Ressaltamos que, mediante um mundo hodierno onde tudo se desconfigura, de legitimações, de pós-verdades, em que nada parece ser como pensamos um dia, não ousamos ou deliramos em pautar que a realidade é uma ficção. Temos a retidão em afirmar as inúmeras possibilidades de vivências e aprendizagens que as produções literárias podem nos trazer para tornar as nossas realidades mais amplas de sentidos e realizações através das experiências que compartilhamos com os textos. Corroboramos ser isso possível devido, como evidenciamos, ao trabalho de observador onisciente da realidade, em que os grandes escritores retiram as substâncias para suas escritas. Mário Vargas Llosa também nos enunciará algo neste sentido: “No escritor existe um desdobramento constante, que nele coexistem dois homens: o que vive e o que olha o outro viver, o que padece e o que observa esse padecimento para usá-lo. Essa duplicidade do romancista, esse viver e repartir a experiência humana, e ao mesmo tempo ser um frio e ciumento explorador da vida própria e alheia” e, ao associarmos com as assertivas de José Luiz Passos, de que “só ao dar-se conta de si pode uma pessoa dirigir a sua vida imaginando modos de ser diferente, redefinindo-se frente aos demais”, teremos, portanto, nesta similitude entre criação, observação, compartilhamento, significações, autor, narrador, personagens, leitor, as catarses não só cognitivas, mas formativas de significações nos sujeitos. Mediante esses mesmos processos, até mesmo o porquê da relevância das narrativas ficcionais torna-se evidente. Entendimentos que corroboram essa interpendência entre nós e as personagens residem também na percepção de que o outro é quem nos toma por factual. É nas ações do outro que aprendemos. É para o outro que existimos, seja de maneira ficcional ou real. 

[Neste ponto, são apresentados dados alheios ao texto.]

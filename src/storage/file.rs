//! Durable file-backed ticket store.
//!
//! Layout under the store root:
//!
//! ```text
//! tickets/<key>.json          one document per ticket
//! counters/ticketCounter.json ticket number counter
//! log/tickets.ndjson          append-only log of created tickets
//! ```
//!
//! Keys are 32-character hex UUIDs. Writers serialize on `store.lock` in
//! the root, which every process opening the directory honors, and replace
//! documents through a temp file plus rename. A note append or status change
//! is therefore atomic with respect to every other writer, including an
//! `import` running beside the server.

use std::{
    fs,
    io::Write,
    path::{Path, PathBuf},
    sync::Arc,
};

use anyhow::{Context, Result};
use async_trait::async_trait;
use tokio::sync::Mutex;
use uuid::Uuid;

use super::{sort_newest_first, Record, TicketStore};
use crate::{
    lockfile::LockGuard,
    ticket::{Estado, NewTicket, Nota},
};

/// Persistent ticket store rooted at `root`.
#[derive(Clone)]
pub struct FileStore {
    root: PathBuf,
    write_lock: Arc<Mutex<()>>,
}

impl FileStore {
    pub fn new(root: PathBuf) -> Self {
        Self {
            root,
            write_lock: Arc::new(Mutex::new(())),
        }
    }

    pub fn root(&self) -> &Path {
        &self.root
    }

    /// Ensure the on-disk directory structure exists.
    pub fn init(&self) -> Result<()> {
        for d in ["tickets", "counters", "log"] {
            fs::create_dir_all(self.root.join(d))
                .with_context(|| format!("creating {}", self.root.join(d).display()))?;
        }
        Ok(())
    }

    /// Location of the ticket number counter document.
    pub fn counter_path(&self) -> PathBuf {
        self.root.join("counters/ticketCounter.json")
    }

    /// Take the in-process lock, then the cross-process one.
    async fn lock_writes(&self) -> Result<(tokio::sync::MutexGuard<'_, ()>, LockGuard)> {
        let local = self.write_lock.lock().await;
        let file = LockGuard::acquire(&self.root.join("store.lock"))?;
        Ok((local, file))
    }

    fn ticket_path(&self, key: &str) -> PathBuf {
        self.root.join("tickets").join(format!("{key}.json"))
    }

    /// Write a document atomically to its canonical path.
    fn write_record(&self, rec: &Record) -> Result<()> {
        let path = self.ticket_path(&rec.key);
        let parent_dir = path
            .parent()
            .map(|p| p.to_path_buf())
            .unwrap_or_else(|| PathBuf::from("."));
        fs::create_dir_all(&parent_dir)?;
        let tmp = tempfile::NamedTempFile::new_in(&parent_dir)?;
        serde_json::to_writer(&tmp, rec)?;
        tmp.persist(&path)?;
        Ok(())
    }

    /// Append a created ticket to the newline-delimited log for easy tailing.
    fn append_log(&self, rec: &Record) -> Result<()> {
        let log_path = self.root.join("log/tickets.ndjson");
        let mut log_file = fs::OpenOptions::new()
            .create(true)
            .append(true)
            .open(log_path)?;
        serde_json::to_writer(&mut log_file, rec)?;
        log_file.write_all(b"\n")?;
        Ok(())
    }

    fn create(&self, legacy_id: Option<String>, ticket: NewTicket) -> Result<Record> {
        let rec = Record {
            key: Uuid::new_v4().simple().to_string(),
            legacy_id,
            ticket,
        };
        self.write_record(&rec)?;
        if let Err(e) = self.append_log(&rec) {
            tracing::warn!(key = %rec.key, error = %e, "ticket stored but not logged");
        }
        Ok(rec)
    }

    /// Resolve an id under either scheme. A UUID that is not a key here may
    /// still be the legacy id of a ticket imported from another deployment.
    fn locate(&self, id: &str) -> Result<Option<Record>> {
        if let Some(key) = native_key(id) {
            if let Some(rec) = read_record(&self.ticket_path(&key))? {
                return Ok(Some(rec));
            }
        }
        Ok(self.scan()?.into_iter().find(|r| r.has_legacy_id(id)))
    }

    /// Load every ticket document, skipping unreadable files.
    fn scan(&self) -> Result<Vec<Record>> {
        let mut records = vec![];
        for entry in walkdir::WalkDir::new(self.root.join("tickets")).max_depth(1) {
            let entry = entry?;
            let path = entry.path();
            if !entry.file_type().is_file() || path.extension().map_or(true, |e| e != "json") {
                continue;
            }
            match read_record(path) {
                Ok(Some(rec)) => records.push(rec),
                Ok(None) => {}
                Err(e) => {
                    tracing::warn!(path = %path.display(), error = %e, "skipping unreadable ticket")
                }
            }
        }
        Ok(records)
    }

    /// Apply `change` to the record behind `id` and write it back.
    ///
    /// Callers must hold the write lock.
    fn modify(&self, id: &str, change: impl FnOnce(&mut NewTicket)) -> Result<Option<Record>> {
        let Some(mut rec) = self.locate(id)? else {
            return Ok(None);
        };
        change(&mut rec.ticket);
        self.write_record(&rec)?;
        Ok(Some(rec))
    }
}

#[async_trait]
impl TicketStore for FileStore {
    async fn insert(&self, ticket: NewTicket) -> Result<Record> {
        let _guard = self.lock_writes().await?;
        self.create(None, ticket)
    }

    async fn import(&self, legacy_id: &str, ticket: NewTicket) -> Result<Option<Record>> {
        let _guard = self.lock_writes().await?;
        if self.scan()?.iter().any(|r| r.has_legacy_id(legacy_id)) {
            return Ok(None);
        }
        self.create(Some(legacy_id.to_string()), ticket).map(Some)
    }

    async fn find_by_id(&self, id: &str) -> Result<Option<Record>> {
        self.locate(id)
    }

    async fn update_status(&self, id: &str, estado: Estado) -> Result<Option<Record>> {
        let _guard = self.lock_writes().await?;
        self.modify(id, |t| t.estado = estado)
    }

    async fn append_note(&self, id: &str, nota: Nota) -> Result<Option<Record>> {
        let _guard = self.lock_writes().await?;
        self.modify(id, |t| t.notas.push(nota))
    }

    async fn list(&self) -> Result<Vec<Record>> {
        let mut records = self.scan()?;
        sort_newest_first(&mut records);
        Ok(records)
    }
}

/// Normalize `id` to a native key, or `None` if it is not a UUID.
fn native_key(id: &str) -> Option<String> {
    Uuid::try_parse(id).ok().map(|u| u.simple().to_string())
}

/// Read a ticket document, `None` when the file does not exist.
fn read_record(path: &Path) -> Result<Option<Record>> {
    if !path.exists() {
        return Ok(None);
    }
    let data = fs::read_to_string(path)?;
    let rec = serde_json::from_str(&data).with_context(|| format!("parsing {}", path.display()))?;
    Ok(Some(rec))
}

Destarte, quando Franklin Oliveira em outro ensaio, Proust, nos entoa: “a vida humana somente adquire significado quando vivida sub specie aesthetica” e, em outro momento, ao tratar de Proust e Thomas Mann: “ambos revelam que a arte anuncia a instauração de uma nova ordem, em vez de confirmar a ordem estabelecida, ambos mostram que a autenticidade da vida humana está na veritas aesthetica, e não na intranscendência das ‘verdades’ que empobrecem e aviltam o homem, cancelando-lhe as possibilidades de perfectibilidade”, faz-nos perceber que todo esse conjunto transformador e qualificador do homem, da sua imaginação, das subjetividades e percepções diante de si, dos outros, do mundo, tem as artes e em especial para a nossa abordagem, o texto literário através, principalmente, das personagens, em que nos vemos nelas e somos vistos por elas. Na interação das subjetividades reais e ficcionais por meio das vivências reais, estéticas, imaginárias, criativas, factuais, é que torna não só nosso entendimento da vida e das suas possibilidades mais amplas, mas até mesmo a presença efetiva de sentidos.

Portanto, diante de todos estes aspectos mediados pelas personagens, pelas suas experiências, pelas suas ações, é que a junção entre a vida e a estética não só dialoga, como complementa-se em torno de nós enquanto indivíduos a ser reconfigurados e nosso estar aí no mundo possa ser algo valorativo.